I saw an amazing performance last month by a recently formed New York-based troupe called the Experience Vocal Dance Company. The show involved a small group of women acting and singing operatic arias while fully engaged in executing modern-dance choreography. The performers managed to sing magnificently while doing such things as balancing on one leg in arabesque or sitting on the floor in an abdominal-taxing V-seat position. One woman sang an entire selection lying on her back with a sheet fully covering her body and face. It seems that these women were able to perform such an astounding blend of vocal and dance feats because they have been training in a newly minted performance methodology known as Integrative Performance Practice. When I expressed interest in the work, the inventor of the practice, Experience Bryon, graciously telephoned me from London, where she's currently teaching at the Central School of Speech and Drama, and talked at length about how and why she developed IPP. (And in case you're wondering, yes, Experience is her real name; she was named after her Puritan great-great-great-great-great-great-great-grandmother, Experience Robinson, and is a direct descendant of the Mayflower's John Alden and Priscilla Mullins.)
Born in Australia of American parents, Bryon attended New York's LaGuardia High School of Music & Art and Performing Arts as an acting major and has also undergone extensive training in voice and dance. After studying music in college in New Zealand, she earned a Ph.D. from a university in Melbourne, Australia, which offered her a full scholarship to work on developing her innovative IPP. "At that time, it was just a theory," she says. "It wasn't a technique yet."

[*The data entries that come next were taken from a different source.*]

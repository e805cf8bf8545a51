use anyhow::{Context, Result};
use serde::{Deserialize, Serialize};
use std::{
    fs,
    path::{Path, PathBuf},
    sync::{RwLock, RwLockReadGuard, RwLockWriteGuard},
};

use crate::{
    db::RecordStore,
    reconcile::{Reconciler, ReconcilerConfig},
    series::Periodicity,
    sources::TrackingItem,
};

const ENABLE_LOGS: bool = true;

use crate::log_warn;

/// Persisted engine configuration.
///
/// `open_store` and `build_reconciler` build engine parts from these values. The
/// access token and default periodicity are only held for the embedding
/// application, which owns the API transport and the front end.
#[derive(Debug, Clone, PartialEq, Serialize, Deserialize)]
#[serde(rename_all = "camelCase", default)]
pub struct EngineSettings {
    /// SQLite file opened by `open_store`
    pub store_path: PathBuf,
    /// Bearer token for the application's `SummaryTransport`
    pub access_token: Option<String>,
    /// Items for `ManualEntrySource`
    pub tracking_items: Vec<TrackingItem>,
    pub reconciler: ReconcilerConfig,
    /// Periodicity a front end shows before the user picks one
    pub default_periodicity: Periodicity,
}

impl Default for EngineSettings {
    fn default() -> Self {
        Self {
            store_path: PathBuf::from("qsdash.sqlite3"),
            access_token: None,
            tracking_items: Vec::new(),
            reconciler: ReconcilerConfig::default(),
            default_periodicity: Periodicity::Daily,
        }
    }
}

impl EngineSettings {
    pub fn open_store(&self) -> Result<RecordStore> {
        RecordStore::open(self.store_path.clone())
            .with_context(|| format!("Failed to open record store {}", self.store_path.display()))
    }

    pub fn build_reconciler(&self) -> Reconciler {
        Reconciler::new(self.reconciler.clone())
    }
}

pub struct SettingsStore {
    path: PathBuf,
    data: RwLock<EngineSettings>,
}

impl SettingsStore {
    /// Load settings from `path`, falling back to defaults when the file does
    /// not exist yet. A file that exists but cannot be parsed is reported and
    /// replaced by defaults in memory; it is only overwritten on the next update.
    pub fn new(path: PathBuf) -> Result<Self> {
        let data = if path.exists() {
            let contents = fs::read_to_string(&path)
                .with_context(|| format!("Failed to read settings from {}", path.display()))?;
            serde_json::from_str(&contents).unwrap_or_else(|err| {
                log_warn!(
                    "Ignoring unreadable settings file {}: {err}",
                    path.display()
                );
                EngineSettings::default()
            })
        } else {
            EngineSettings::default()
        };

        Ok(Self {
            path,
            data: RwLock::new(data),
        })
    }

    pub fn path(&self) -> &Path {
        &self.path
    }

    pub fn current(&self) -> EngineSettings {
        self.read().clone()
    }

    pub fn tracking_items(&self) -> Vec<TrackingItem> {
        self.read().tracking_items.clone()
    }

    pub fn reconciler(&self) -> ReconcilerConfig {
        self.read().reconciler.clone()
    }

    /// Apply `change` to the settings and write them to disk.
    pub fn update<F>(&self, change: F) -> Result<EngineSettings>
    where
        F: FnOnce(&mut EngineSettings),
    {
        let mut guard = self.write();
        let mut next = guard.clone();
        change(&mut next);
        self.persist(&next)?;
        *guard = next.clone();
        Ok(next)
    }

    pub fn update_tracking_items(&self, items: Vec<TrackingItem>) -> Result<()> {
        self.update(|settings| settings.tracking_items = items)?;
        Ok(())
    }

    pub fn reload(&self) -> Result<()> {
        let contents = fs::read_to_string(&self.path)
            .with_context(|| format!("Failed to read settings from {}", self.path.display()))?;
        let data: EngineSettings = serde_json::from_str(&contents)
            .with_context(|| format!("Invalid settings in {}", self.path.display()))?;
        *self.write() = data;
        Ok(())
    }

    fn persist(&self, data: &EngineSettings) -> Result<()> {
        if let Some(parent) = self.path.parent().filter(|p| !p.as_os_str().is_empty()) {
            fs::create_dir_all(parent)
                .with_context(|| format!("Failed to create {}", parent.display()))?;
        }
        let serialized = serde_json::to_string_pretty(data)?;
        fs::write(&self.path, serialized)
            .with_context(|| format!("Failed to write settings to {}", self.path.display()))
    }

    fn read(&self) -> RwLockReadGuard<'_, EngineSettings> {
        self.data.read().unwrap_or_else(|poisoned| poisoned.into_inner())
    }

    fn write(&self) -> RwLockWriteGuard<'_, EngineSettings> {
        self.data.write().unwrap_or_else(|poisoned| poisoned.into_inner())
    }
}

Raised primarily by her grandfather, Alec Rubin, founder of Theatre Within (formerly Theatre of Encounter) and a pioneer in primal therapy, Bryon was immersed from a young age in a very internally focused approach to acting and performance training. "But I went in a completely different direction with my work. I made it all very physical," she explains. "I guess I did that thing where you grow up and go in the opposite direction from what you've been taught. But my grandfather did teach me about authenticity. I was an apprentice of his for many years, and although I'm passionate about not going into the area of art as therapy, I also became a yoga teacher, and I do appreciate that we need to witness all the directions of human consciousness and stay in the presence of the potential ability of our instrument. And that's where my technique really resides."
A Breath Dance
Bryon's technique is based on the full integration of singing, dancing, and acting, which she believes is a truly natural approach. "If I ask a child to sing," she says, "she will dance and act. If I ask a child to act, she will sing and dance. And if I ask a child to dance, she will act and sing. The disintegration of singing, dancing, and acting occurred somewhere during the development of Western society, around the time when we were devising the idea of disciplines. In the traditional Eastern forms of performance, like Chinese opera, that kind of disintegration doesn't exist. The fact that most of the world now practices the disintegration of the performing arts disciplines really disturbs me. Colleges have separate music departments, dance departments, and drama departments. We seem to think that we must disintegrate the teaching of the disciplines, and then eventually performers will somehow integrate everything within themselves."
Two years ago, to begin implementing her practice, Bryon assembled a diverse group of performers, which eventually became the Experience Vocal Dance Company. "Some were opera singers, some were puppeteers, one was a ballet dancer, and one came from an alternative rock band," Bryon recalls. "And the ones who had the most formal training, say in opera or dance, were the most difficult ones to teach. They had to unlearn so much in order to understand how to do just one thing. The IPP technique is not about layering singing, dancing, and acting. It's about doing something else altogether."
In describing the mechanics of IPP, Bryon says, "It's a breath dance — it all comes from breath, which we use in a very deep way. We establish our center very low in the body, lower than you would in [Martha] Graham or [Erik] Hawkins technique, down in the perineum. That's the place that stimulates both the sensory-motor and the automatic nervous system. It's quite an emotional place and, of course, the lower you go in your body, the more harmonics you get in your voice. We also work on very exacting isolation of the iliopsoas muscle. Ultimately, however, the technique is simply a way of training your instrument so that its full potential becomes available. IPP is not a performance style. It's a practice that can be applied to any genre or aesthetic. It's for anyone who has any kind of movement modality in their performance language and has the interest to voice and wants to create innovative theatre."